PROBLEM DETAILS =>
Determine which lines of the records include the word "crate", and copy them.

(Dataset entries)
####################

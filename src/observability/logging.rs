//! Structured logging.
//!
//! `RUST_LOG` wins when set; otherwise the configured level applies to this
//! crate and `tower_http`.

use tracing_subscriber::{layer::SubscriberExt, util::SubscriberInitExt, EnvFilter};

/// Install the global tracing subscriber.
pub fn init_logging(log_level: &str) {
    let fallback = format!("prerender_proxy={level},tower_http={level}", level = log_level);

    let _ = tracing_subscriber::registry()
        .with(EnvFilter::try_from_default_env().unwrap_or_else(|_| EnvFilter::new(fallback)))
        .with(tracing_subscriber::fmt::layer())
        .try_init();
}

####################

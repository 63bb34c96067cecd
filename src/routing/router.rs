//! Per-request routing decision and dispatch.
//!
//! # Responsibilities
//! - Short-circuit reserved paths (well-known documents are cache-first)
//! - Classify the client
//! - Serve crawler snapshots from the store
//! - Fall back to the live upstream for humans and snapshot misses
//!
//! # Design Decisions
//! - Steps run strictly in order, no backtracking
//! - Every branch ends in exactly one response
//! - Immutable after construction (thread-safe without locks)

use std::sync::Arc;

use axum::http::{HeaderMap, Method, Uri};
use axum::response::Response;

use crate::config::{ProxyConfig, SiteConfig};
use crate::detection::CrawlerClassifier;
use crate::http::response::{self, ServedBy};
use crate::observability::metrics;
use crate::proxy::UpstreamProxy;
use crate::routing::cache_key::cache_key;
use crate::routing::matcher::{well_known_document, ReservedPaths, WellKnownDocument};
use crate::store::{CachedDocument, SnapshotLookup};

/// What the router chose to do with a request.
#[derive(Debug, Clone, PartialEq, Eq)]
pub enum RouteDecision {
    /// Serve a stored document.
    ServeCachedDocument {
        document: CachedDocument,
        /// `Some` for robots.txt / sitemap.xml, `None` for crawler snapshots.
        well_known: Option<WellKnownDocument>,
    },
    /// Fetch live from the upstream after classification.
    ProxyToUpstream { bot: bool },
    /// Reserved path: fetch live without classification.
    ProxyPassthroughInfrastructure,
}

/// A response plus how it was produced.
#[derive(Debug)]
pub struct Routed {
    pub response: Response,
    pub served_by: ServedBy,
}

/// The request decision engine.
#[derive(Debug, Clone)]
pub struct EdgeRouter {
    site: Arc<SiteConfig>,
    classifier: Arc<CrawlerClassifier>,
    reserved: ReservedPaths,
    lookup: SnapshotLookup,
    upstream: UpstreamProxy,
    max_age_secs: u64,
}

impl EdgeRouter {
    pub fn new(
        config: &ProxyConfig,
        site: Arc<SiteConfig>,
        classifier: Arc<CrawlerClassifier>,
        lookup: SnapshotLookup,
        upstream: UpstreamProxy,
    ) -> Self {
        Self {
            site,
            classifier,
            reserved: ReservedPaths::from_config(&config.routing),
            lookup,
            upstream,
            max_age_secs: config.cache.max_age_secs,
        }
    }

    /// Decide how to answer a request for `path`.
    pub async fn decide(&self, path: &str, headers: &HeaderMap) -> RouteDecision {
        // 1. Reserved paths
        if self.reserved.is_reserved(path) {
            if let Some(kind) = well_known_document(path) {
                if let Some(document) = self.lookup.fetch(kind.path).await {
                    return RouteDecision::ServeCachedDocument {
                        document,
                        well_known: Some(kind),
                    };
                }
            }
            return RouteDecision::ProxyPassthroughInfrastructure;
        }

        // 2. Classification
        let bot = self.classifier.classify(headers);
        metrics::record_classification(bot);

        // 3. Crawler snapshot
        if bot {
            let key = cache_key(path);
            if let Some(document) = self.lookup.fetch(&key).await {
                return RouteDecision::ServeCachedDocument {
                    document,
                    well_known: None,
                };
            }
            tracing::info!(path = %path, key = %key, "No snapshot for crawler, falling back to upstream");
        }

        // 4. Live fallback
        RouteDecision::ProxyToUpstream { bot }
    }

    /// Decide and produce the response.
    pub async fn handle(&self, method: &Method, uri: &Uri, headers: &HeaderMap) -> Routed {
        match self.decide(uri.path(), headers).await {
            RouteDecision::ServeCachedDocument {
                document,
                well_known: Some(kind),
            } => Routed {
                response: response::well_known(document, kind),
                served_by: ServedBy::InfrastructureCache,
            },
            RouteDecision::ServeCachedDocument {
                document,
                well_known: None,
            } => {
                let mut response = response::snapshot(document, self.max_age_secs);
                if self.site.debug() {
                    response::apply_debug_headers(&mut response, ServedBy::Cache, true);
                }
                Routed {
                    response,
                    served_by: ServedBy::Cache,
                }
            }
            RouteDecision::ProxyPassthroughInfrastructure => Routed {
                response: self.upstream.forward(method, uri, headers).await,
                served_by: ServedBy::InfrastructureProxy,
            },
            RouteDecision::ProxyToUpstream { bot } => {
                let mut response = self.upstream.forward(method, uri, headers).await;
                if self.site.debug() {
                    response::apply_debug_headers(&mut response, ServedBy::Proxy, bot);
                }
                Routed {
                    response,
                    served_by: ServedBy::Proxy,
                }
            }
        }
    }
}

####################

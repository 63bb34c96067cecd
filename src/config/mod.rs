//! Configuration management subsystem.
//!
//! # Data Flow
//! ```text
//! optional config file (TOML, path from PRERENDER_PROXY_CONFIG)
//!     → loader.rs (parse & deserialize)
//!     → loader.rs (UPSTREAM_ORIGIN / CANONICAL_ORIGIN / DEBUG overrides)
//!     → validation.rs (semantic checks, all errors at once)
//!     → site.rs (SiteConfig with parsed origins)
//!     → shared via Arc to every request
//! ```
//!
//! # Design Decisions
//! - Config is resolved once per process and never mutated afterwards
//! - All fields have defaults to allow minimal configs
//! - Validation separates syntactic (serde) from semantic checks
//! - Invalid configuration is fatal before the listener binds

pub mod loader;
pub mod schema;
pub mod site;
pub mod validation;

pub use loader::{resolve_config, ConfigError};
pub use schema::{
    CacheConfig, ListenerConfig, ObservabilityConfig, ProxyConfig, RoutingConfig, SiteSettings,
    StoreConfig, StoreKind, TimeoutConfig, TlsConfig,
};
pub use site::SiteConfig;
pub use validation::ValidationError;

####################

ANSWER SECTION =>
//! crate and `tower_http`.
use crate::config::{ProxyConfig, SiteConfig};
use crate::detection::CrawlerClassifier;
use crate::http::response::{self, ServedBy};
use crate::observability::metrics;
use crate::proxy::UpstreamProxy;
use crate::routing::cache_key::cache_key;
use crate::routing::matcher::{well_known_document, ReservedPaths, WellKnownDocument};
use crate::store::{CachedDocument, SnapshotLookup};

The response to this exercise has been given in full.